From: Jan Schultke <janschultke_at_[hidden]>
Sent: Wednesday, June 24, 2026 09:23
To: Tiago Freire <tmiguelf_at_[hidden]>; Jens Maurer <jens.maurer_at_[hidden]>
Cc: std-proposals_at_[hidden]pp.org
Subject: Re: [std-proposals] D4285R0 Floating-point traits



On Tue, 23 Jun 2026 at 23:47, Tiago Freire <tmiguelf_at_[hidden]<mailto:tmiguelf_at_[hidden]>> wrote:
One thing that could be improved is the multiple references to “ISO/IEC 60559:2020” but it doesn’t show up in the reference section of the paper.
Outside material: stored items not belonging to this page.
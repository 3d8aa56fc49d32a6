//! Message assembly for answer completions.

use mnemo_core::constants::DONT_KNOW_LITERAL;
use mnemo_core::models::ChatTurn;
use mnemo_core::traits::CompletionRequest;
use serde::Serialize;

/// Chat message as sent on the wire.
#[derive(Debug, Clone, PartialEq, Eq, Serialize)]
pub struct Message {
    pub role: &'static str,
    pub content: String,
}

impl Message {
    pub fn system(content: impl Into<String>) -> Self {
        Self {
            role: "system",
            content: content.into(),
        }
    }

    pub fn user(content: impl Into<String>) -> Self {
        Self {
            role: "user",
            content: content.into(),
        }
    }

    fn from_turn(turn: &ChatTurn) -> Self {
        Self {
            role: turn.role.as_str(),
            content: turn.content.clone(),
        }
    }
}

/// Fixed answering rules.
pub fn answer_system_prompt() -> String {
    format!(
        "You are a helpful assistant for employees.\n\
         Rules:\n\
         1. Questions about the user themselves (their name, preferences, or other personal facts) \
         must be answered only from the MEMORY section.\n\
         2. Questions about documents or company policy must be answered only from the CONTEXT section.\n\
         3. If neither section contains the answer, reply with exactly: \"{DONT_KNOW_LITERAL}\"\n\
         Do not invent facts. Keep answers short."
    )
}

/// System prompt, caller history, then one user message carrying memory,
/// context and the question.
pub fn build_answer_messages(request: &CompletionRequest) -> Vec<Message> {
    let mut messages = Vec::with_capacity(request.history.len() + 2);
    messages.push(Message::system(answer_system_prompt()));
    messages.extend(request.history.iter().map(Message::from_turn));

    let memory = if request.memory_text.trim().is_empty() {
        "(none)"
    } else {
        request.memory_text.trim()
    };
    let context = if request.context.trim().is_empty() {
        "(none)"
    } else {
        request.context.trim()
    };
    messages.push(Message::user(format!(
        "MEMORY:\n{memory}\n\nCONTEXT:\n{context}\n\nQUESTION: {}",
        request.question.trim()
    )));
    messages
}

pub fn build_instruction_messages(instruction: &str, input: &str) -> Vec<Message> {
    vec![Message::system(instruction), Message::user(input)]
}
//! The classifier facade used by the orchestrator.

use std::sync::Arc;

use tracing::debug;

use mnemo_core::config::VocabularyConfig;
use mnemo_core::errors::MnemoResult;
use mnemo_core::models::{FactCandidate, HighLevelIntent};
use mnemo_core::traits::ICompletionProvider;

use crate::extractor::extract_fact;
use crate::fast_paths::FastPaths;
use crate::garbage::is_garbage;
use crate::intent::detect_high_level_intent;
use crate::vocabulary::Vocabulary;

/// Output of [`Classifier::classify`].
#[derive(Debug, Clone, PartialEq)]
pub struct Classification {
    pub fact_candidate: Option<FactCandidate>,
    pub intent: HighLevelIntent,
    pub has_policy_keyword: bool,
    pub is_direct_personal_question: bool,
}

pub struct Classifier {
    vocabulary: Vocabulary,
    fast_paths: FastPaths,
    completion: Arc<dyn ICompletionProvider>,
}

impl Classifier {
    pub fn new(
        vocabulary: &VocabularyConfig,
        completion: Arc<dyn ICompletionProvider>,
    ) -> MnemoResult<Self> {
        Ok(Self {
            vocabulary: Vocabulary::from_config(vocabulary),
            fast_paths: FastPaths::new()?,
            completion,
        })
    }

    pub fn vocabulary(&self) -> &Vocabulary {
        &self.vocabulary
    }

    pub fn fast_paths(&self) -> &FastPaths {
        &self.fast_paths
    }

    pub fn is_garbage(&self, question: &str) -> bool {
        is_garbage(question, &self.vocabulary)
    }

    /// Name/like introductions, without any model call.
    pub fn fast_path_fact(&self, question: &str) -> Option<FactCandidate> {
        self.fast_paths.introduced_fact(question)
    }

    pub fn is_canned_recall(&self, question: &str) -> bool {
        self.fast_paths.is_canned_recall(question)
    }

    /// Classify a non-garbage question.
    ///
    /// Name and like introductions skip the model; everything else gets
    /// exactly one extraction call.
    pub fn classify(&self, question: &str) -> MnemoResult<Classification> {
        let fact_candidate = match self.fast_paths.introduced_fact(question) {
            Some(fact) => Some(fact),
            None => extract_fact(self.completion.as_ref(), question)?,
        };

        let has_policy_keyword = self.vocabulary.has_policy_keyword(question);
        let is_direct_personal_question = self.fast_paths.is_direct_personal_question(question);
        let intent = detect_high_level_intent(
            fact_candidate.as_ref(),
            has_policy_keyword,
            is_direct_personal_question,
        );

        debug!(
            intent = intent.as_str(),
            fact_key = fact_candidate.as_ref().map(|f| f.key.as_str()).unwrap_or(""),
            has_policy_keyword,
            is_direct_personal_question,
            "classified question"
        );

        Ok(Classification {
            fact_candidate,
            intent,
            has_policy_keyword,
            is_direct_personal_question,
        })
    }
}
Some of the traits I use myself and would recommend you take a look:

Ex. IEE759 float
max_scientific_exponent_10 = 38; - Maximum exponent that a finite number represented in base 10 scientific notation can have
min_scientific_exponent_10 = -45; - Minimum exponent that a finite number represented in base 10 scientific notation can have
max_scientific_decimal_digits_10 = 111; - Maximum number of decimal digits required to represent any finite number in base 10 scientific notation exactly.
max_scientific_precision_10 = max_scientific_decimal_digits_10; - Maximum number of precision digits you can request from a floating-point to text formatting function using base 10 scientific notation.
max_scientific_exponent_digits_10 = 2; - Max number of digits an exponent can have when representing a finite number in base 10 scientific notation
max_fixed_decimal_digits_10 = 149; - Maximum number of decimal digits required to represent any finite number in base 10 fixed point notation exactly
max_fixed_unit_digits_10 = 39; - Maximum number of unit digits required to represent any finite number in base 10 fixed point notation
max_fixed_precision_10 = 149; - Maximum precision digits you can request from a floating-point to text formatting function using base 10 fixed point notation.
min_fixed_precision_10 = -38; - Minimum precision digits you can request from a floating-point to text formatting function using base 10 fixed point notation.
max_shortest_digits_10 = 9; - Number of significant digits required to format any finite floating point number using round-trip shortest notation.

Hmm yeah. I can see these kinds of properties being quite useful when you want to implement your own floating-point stringification, or just to assist with std::to_chars usage. That is, if you want to print a float into a fixed-size buffer, how many digits do you need?

I think numeric_limits::max_digits10 tells you how many digits you need in scientific notation, but that's only a part of the information. It doesn't tell you how many digits there are in fixed decimal notation for example before you get an infinite sequence of trailing zeros. It also doesn't tell you how many exponent digits there could be.

P2551 Clarify intent of P1841 numeric traits
https://github.com/cplusplus/papers/issues/1211

and

P1841 Wording for Individually Specializable Numeric Traits
https://github.com/cplusplus/papers/issues/594

I think the general direction already got LEWG approval,
but the paper is waiting for the paper author to apply
the changes from P2551, as far as I can remember.

Please discuss the next steps with the author of P1841.

Yeah, thanks for providing that context. I've reached out to Walter, and I think you're right that LWG is just waiting for him to apply those wording changes since 2022.

Unfortunately I don't think that what I'm trying to do and what prior papers try to do are really aligned. When trying to extract dozens (potentially over a hundred) floating-point-specific properties from a type, I'm not convinced that every single one of those properties should be a top-level, individually specializable trait.

Things do become simpler if there is one std::float_traits trait which only works for floats, rather than trying to individually answer for 100 traits what "exponent_bits_v<int>" means, among many, many, other questions.